• Extracted material:
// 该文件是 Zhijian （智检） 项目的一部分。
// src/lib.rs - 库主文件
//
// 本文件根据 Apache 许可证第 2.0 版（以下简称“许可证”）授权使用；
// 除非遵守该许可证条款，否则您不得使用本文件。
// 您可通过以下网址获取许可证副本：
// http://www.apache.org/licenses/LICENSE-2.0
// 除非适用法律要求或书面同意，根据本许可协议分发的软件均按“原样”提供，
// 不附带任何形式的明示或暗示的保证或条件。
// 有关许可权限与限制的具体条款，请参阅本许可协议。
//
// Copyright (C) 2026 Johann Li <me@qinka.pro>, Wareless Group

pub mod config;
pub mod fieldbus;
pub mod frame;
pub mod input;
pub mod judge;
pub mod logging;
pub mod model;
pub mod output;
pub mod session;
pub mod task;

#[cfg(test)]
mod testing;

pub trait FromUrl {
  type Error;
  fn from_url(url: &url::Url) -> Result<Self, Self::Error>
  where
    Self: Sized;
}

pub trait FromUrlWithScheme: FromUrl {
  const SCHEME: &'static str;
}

--

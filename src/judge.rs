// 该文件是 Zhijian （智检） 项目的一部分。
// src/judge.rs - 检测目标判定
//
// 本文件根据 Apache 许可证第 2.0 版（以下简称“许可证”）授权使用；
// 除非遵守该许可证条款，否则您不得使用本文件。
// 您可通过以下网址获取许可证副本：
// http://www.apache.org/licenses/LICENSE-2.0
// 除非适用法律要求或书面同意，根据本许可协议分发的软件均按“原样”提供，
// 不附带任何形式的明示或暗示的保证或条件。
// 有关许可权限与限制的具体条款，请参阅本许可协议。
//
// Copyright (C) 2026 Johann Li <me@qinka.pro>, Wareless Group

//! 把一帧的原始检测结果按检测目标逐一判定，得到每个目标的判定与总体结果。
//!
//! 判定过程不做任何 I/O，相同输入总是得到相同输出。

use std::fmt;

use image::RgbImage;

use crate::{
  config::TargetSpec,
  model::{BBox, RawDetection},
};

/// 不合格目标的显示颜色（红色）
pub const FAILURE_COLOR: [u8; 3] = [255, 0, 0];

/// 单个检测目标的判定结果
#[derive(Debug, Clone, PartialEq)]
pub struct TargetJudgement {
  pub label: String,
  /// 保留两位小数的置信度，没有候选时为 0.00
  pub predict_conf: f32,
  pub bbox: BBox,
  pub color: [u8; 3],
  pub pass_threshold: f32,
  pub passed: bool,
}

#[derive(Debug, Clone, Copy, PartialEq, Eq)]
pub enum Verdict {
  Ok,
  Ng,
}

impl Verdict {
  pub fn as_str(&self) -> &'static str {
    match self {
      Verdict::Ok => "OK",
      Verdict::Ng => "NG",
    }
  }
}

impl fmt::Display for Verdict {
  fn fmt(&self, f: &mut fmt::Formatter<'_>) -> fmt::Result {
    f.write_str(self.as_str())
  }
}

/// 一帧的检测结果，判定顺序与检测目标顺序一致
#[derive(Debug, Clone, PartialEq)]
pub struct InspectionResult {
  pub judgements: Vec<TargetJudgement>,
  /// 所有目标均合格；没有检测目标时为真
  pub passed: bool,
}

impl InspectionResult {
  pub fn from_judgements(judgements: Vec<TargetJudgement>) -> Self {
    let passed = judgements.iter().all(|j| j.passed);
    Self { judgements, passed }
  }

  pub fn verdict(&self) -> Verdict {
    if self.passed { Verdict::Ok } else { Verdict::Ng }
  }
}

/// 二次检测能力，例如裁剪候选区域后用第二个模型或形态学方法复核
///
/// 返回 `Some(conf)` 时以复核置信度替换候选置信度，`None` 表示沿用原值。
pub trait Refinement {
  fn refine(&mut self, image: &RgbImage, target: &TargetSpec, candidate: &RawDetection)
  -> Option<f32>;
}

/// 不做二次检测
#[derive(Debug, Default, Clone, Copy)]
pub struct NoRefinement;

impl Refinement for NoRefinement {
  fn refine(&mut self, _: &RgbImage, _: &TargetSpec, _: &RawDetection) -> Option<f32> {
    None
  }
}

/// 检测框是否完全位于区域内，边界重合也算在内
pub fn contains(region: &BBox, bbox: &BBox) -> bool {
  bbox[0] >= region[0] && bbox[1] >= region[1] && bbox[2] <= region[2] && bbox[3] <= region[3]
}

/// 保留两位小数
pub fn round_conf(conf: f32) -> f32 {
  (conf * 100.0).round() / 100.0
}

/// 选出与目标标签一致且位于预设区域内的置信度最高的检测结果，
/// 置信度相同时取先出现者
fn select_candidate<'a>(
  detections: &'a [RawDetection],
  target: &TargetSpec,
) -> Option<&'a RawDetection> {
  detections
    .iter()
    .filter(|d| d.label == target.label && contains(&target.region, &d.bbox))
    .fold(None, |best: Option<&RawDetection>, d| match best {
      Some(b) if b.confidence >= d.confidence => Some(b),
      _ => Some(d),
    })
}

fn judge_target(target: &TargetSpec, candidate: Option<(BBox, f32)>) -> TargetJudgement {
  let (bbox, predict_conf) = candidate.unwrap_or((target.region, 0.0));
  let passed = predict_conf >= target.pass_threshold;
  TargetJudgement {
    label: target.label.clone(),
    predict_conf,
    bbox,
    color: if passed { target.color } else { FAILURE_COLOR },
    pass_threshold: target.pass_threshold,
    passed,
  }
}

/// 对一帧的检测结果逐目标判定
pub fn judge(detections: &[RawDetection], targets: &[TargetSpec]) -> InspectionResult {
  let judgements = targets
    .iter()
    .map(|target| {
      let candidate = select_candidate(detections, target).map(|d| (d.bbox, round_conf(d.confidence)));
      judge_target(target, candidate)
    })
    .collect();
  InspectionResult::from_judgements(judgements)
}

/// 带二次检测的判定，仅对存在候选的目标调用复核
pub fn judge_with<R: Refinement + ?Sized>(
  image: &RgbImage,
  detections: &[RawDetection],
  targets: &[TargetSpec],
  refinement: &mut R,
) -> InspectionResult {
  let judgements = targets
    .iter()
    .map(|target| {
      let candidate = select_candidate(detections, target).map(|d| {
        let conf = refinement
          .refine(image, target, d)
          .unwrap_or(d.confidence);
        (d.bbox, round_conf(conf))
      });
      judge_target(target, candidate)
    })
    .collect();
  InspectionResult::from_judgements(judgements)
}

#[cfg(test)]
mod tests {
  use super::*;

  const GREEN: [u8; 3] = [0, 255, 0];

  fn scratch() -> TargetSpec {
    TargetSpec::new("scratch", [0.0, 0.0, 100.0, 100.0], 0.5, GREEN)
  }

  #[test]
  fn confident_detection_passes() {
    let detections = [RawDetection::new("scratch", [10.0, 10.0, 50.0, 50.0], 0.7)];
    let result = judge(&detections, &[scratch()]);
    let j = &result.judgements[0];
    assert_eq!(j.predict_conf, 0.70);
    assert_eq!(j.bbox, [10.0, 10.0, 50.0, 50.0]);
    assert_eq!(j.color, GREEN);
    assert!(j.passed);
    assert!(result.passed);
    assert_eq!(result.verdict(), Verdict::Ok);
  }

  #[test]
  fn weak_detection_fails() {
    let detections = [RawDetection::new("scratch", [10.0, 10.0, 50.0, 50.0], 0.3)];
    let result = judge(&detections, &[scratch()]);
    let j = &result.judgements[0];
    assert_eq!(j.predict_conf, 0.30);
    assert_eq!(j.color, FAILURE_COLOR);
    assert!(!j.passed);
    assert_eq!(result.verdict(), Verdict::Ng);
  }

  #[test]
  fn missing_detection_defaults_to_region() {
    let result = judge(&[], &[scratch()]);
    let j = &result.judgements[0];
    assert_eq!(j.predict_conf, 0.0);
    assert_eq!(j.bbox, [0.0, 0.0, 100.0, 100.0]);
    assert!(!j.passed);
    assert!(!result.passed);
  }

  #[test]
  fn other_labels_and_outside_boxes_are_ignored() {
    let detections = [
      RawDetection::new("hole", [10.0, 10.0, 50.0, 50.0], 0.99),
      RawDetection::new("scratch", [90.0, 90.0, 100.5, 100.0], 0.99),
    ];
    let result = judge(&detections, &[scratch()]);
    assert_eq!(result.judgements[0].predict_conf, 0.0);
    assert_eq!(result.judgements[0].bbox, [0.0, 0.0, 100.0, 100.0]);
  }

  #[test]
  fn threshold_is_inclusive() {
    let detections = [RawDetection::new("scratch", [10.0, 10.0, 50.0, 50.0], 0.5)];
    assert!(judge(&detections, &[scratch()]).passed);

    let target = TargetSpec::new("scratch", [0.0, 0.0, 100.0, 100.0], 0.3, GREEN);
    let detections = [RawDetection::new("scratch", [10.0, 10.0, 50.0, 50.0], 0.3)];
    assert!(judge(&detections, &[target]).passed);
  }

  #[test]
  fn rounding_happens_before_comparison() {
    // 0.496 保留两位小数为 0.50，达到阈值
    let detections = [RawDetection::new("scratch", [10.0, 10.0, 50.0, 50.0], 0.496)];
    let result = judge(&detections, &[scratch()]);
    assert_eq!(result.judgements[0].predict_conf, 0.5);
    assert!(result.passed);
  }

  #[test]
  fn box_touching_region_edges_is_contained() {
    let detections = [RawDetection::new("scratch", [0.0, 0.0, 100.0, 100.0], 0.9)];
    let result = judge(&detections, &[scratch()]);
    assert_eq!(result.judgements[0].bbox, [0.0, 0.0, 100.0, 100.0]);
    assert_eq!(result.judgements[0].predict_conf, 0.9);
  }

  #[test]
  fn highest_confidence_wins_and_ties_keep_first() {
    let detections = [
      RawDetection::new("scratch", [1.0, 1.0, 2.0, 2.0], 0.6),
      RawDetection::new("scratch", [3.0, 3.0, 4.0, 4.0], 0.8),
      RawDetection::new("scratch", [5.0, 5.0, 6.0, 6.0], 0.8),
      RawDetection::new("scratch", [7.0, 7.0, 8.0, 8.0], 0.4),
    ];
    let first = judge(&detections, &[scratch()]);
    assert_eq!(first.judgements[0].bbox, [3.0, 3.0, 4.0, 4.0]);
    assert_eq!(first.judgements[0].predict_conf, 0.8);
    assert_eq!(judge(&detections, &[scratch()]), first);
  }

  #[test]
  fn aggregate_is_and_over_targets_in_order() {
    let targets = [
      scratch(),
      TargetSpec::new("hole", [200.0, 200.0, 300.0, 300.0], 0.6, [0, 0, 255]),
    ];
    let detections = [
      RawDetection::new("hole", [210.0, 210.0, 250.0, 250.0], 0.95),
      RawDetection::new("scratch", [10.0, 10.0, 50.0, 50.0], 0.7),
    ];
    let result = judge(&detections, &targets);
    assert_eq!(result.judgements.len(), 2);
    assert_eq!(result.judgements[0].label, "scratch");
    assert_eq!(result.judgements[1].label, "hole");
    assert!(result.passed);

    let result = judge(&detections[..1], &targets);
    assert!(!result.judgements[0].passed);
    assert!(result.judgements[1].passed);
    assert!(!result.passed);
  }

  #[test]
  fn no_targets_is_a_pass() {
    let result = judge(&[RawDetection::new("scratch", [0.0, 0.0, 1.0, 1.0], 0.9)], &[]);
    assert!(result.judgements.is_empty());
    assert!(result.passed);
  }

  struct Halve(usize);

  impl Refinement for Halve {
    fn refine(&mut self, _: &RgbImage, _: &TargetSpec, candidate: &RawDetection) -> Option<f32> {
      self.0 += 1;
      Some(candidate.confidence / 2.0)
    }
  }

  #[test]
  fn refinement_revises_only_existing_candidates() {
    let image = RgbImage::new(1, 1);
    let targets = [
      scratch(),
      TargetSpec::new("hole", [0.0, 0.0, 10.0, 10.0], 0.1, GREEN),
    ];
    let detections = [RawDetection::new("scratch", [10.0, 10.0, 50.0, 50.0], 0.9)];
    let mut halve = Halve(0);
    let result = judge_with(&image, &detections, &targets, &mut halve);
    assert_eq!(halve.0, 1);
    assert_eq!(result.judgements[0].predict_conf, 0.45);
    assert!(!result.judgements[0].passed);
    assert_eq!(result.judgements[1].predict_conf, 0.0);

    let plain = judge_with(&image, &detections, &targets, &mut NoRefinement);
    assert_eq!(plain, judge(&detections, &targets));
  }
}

• Work request: Within the entries, find all lines holding "match" and copy each one.

• Worked solution:
    match self {
    .fold(None, |best: Option<&RawDetection>, d| match best {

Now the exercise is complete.